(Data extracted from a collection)
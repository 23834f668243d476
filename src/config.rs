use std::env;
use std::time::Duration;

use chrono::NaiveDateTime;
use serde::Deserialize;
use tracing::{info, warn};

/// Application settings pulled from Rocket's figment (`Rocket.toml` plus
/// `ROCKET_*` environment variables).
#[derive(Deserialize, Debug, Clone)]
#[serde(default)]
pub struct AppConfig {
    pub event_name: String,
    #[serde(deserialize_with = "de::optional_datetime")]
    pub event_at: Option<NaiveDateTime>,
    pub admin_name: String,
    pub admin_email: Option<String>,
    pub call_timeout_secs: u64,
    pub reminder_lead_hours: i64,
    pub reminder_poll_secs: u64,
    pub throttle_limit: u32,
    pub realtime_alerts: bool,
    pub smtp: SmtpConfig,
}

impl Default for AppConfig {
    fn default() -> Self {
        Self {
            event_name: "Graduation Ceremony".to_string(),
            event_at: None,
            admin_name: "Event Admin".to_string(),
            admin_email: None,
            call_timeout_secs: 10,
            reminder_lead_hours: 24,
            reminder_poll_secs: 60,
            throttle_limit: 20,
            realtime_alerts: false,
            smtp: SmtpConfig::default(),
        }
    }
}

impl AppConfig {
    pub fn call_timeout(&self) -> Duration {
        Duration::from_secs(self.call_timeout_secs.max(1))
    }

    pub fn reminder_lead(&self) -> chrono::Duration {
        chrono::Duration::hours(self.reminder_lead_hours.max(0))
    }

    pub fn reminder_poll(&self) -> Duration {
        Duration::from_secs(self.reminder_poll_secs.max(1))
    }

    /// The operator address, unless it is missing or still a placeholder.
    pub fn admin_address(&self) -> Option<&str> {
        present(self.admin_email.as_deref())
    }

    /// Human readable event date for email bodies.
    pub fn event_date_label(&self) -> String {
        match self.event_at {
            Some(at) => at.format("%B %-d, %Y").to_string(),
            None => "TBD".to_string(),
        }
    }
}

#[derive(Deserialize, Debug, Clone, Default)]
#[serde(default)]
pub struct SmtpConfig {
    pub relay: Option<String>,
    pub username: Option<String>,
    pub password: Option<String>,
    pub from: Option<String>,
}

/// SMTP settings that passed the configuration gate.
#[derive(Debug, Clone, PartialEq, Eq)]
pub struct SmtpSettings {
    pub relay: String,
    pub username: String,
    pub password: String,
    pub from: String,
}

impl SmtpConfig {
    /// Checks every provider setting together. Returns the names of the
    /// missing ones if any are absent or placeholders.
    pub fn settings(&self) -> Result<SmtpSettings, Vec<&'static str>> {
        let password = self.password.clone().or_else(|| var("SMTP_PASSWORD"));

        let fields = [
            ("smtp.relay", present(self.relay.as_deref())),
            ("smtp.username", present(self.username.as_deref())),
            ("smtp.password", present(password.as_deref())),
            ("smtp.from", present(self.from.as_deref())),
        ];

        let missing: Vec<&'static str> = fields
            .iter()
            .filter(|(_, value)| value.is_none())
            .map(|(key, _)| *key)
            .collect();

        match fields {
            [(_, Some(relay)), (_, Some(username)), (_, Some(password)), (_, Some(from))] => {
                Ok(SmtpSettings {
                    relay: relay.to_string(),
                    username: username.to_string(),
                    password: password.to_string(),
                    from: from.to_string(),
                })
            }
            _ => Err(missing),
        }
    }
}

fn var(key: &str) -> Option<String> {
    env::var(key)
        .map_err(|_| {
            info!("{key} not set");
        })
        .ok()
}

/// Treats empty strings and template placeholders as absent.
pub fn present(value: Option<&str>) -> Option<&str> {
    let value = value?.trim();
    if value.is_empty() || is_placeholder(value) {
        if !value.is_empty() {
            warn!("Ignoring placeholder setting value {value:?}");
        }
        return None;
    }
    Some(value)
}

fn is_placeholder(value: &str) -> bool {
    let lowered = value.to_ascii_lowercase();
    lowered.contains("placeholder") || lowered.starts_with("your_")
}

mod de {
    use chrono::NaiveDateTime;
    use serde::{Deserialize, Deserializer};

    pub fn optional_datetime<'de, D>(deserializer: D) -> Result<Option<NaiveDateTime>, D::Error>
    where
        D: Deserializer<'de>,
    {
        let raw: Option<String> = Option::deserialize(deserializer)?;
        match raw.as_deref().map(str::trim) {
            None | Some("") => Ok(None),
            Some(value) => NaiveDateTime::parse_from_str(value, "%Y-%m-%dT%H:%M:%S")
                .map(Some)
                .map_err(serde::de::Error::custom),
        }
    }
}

**PROBLEM DESCRIPTION:**
Check each line of the records above for the word "chrono" and report how many lines have it, as a number only.

**SOLVED PROBLEM:**
4